[[ RAW DATA open ]]

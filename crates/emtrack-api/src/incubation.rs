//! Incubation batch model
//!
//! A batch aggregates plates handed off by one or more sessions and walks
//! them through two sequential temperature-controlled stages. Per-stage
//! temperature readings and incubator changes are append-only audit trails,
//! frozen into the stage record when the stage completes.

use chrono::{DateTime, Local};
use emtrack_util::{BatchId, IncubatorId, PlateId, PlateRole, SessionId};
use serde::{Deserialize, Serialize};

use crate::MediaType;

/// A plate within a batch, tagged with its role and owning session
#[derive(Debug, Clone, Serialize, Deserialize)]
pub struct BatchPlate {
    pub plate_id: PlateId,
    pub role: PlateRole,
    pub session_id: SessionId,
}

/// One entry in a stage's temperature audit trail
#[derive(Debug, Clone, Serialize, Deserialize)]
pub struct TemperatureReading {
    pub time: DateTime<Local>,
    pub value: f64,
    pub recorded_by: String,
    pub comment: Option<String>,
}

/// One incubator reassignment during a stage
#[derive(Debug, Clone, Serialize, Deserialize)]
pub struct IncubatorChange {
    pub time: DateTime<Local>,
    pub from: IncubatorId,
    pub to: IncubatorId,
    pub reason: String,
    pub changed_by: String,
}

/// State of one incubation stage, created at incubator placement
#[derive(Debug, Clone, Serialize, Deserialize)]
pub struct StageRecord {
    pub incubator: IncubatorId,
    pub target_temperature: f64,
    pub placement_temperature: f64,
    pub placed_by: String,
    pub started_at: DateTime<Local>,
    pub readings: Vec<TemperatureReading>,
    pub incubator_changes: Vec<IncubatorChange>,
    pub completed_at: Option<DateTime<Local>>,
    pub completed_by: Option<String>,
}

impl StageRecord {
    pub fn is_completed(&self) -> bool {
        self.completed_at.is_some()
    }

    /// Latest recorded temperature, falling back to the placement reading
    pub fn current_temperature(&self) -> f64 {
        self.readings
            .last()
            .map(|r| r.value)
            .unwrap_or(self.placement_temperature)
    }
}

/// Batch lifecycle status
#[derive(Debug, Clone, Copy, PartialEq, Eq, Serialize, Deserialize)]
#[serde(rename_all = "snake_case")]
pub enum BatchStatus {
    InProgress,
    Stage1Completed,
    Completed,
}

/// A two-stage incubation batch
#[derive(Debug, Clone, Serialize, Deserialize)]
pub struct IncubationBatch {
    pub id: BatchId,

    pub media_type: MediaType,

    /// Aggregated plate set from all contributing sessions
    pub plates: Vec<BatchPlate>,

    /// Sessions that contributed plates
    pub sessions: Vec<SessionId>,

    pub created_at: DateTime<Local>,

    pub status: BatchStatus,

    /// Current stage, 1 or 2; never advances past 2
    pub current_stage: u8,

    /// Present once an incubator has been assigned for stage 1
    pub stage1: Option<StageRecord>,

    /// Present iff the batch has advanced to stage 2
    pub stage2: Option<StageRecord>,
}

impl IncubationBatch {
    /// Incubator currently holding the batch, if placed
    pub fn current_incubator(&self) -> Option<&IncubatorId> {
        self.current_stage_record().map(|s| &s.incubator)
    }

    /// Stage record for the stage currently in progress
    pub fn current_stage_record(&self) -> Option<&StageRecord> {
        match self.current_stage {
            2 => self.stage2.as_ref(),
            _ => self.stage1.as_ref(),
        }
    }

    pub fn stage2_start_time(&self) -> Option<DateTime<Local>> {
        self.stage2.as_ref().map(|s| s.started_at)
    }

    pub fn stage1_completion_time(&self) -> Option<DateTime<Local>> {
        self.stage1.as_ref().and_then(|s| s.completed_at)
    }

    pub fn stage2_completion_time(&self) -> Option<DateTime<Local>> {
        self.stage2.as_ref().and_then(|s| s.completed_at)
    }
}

[[ RAW DATA closed ]]
[[ RAW DATA open ]]

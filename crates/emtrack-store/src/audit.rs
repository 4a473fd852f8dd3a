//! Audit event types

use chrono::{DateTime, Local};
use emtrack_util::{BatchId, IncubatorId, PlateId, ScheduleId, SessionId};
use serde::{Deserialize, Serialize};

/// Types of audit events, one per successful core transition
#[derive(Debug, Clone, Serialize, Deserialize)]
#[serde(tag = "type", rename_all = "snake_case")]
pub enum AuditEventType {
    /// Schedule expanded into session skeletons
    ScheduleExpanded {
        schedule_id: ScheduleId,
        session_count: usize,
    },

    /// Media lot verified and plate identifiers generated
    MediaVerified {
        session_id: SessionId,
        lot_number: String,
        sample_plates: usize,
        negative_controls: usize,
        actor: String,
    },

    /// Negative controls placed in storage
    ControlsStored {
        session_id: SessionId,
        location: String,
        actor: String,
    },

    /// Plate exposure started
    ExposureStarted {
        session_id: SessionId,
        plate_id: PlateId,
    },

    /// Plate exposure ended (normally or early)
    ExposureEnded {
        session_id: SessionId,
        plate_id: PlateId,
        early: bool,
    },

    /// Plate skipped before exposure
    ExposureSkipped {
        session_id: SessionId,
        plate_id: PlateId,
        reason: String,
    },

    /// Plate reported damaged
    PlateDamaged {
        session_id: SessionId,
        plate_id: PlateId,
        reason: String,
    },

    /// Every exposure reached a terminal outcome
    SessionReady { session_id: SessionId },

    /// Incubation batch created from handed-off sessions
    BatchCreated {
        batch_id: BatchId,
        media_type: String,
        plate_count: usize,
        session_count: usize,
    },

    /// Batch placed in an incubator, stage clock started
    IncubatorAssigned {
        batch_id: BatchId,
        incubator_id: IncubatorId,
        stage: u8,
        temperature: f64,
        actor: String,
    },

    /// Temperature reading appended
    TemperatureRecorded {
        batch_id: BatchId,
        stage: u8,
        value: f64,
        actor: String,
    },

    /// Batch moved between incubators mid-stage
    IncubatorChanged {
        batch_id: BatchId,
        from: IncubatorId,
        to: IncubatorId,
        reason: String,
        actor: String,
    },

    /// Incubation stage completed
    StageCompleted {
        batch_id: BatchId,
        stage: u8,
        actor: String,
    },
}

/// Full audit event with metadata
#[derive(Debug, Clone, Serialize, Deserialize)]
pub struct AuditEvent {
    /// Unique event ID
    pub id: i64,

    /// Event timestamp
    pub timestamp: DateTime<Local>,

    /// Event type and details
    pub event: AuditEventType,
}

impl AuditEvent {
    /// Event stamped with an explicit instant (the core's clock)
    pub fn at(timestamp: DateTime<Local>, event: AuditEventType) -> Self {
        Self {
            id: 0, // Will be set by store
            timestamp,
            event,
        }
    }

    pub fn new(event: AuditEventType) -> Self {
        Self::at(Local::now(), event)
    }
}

[[ RAW DATA closed ]]

Of the lines above, copy each that contains "from".

#### ANSWER TO THIS EXERCISE:
    pub from: IncubatorId,
    /// Aggregated plate set from all contributing sessions
    /// Incubation batch created from handed-off sessions
        from: IncubatorId,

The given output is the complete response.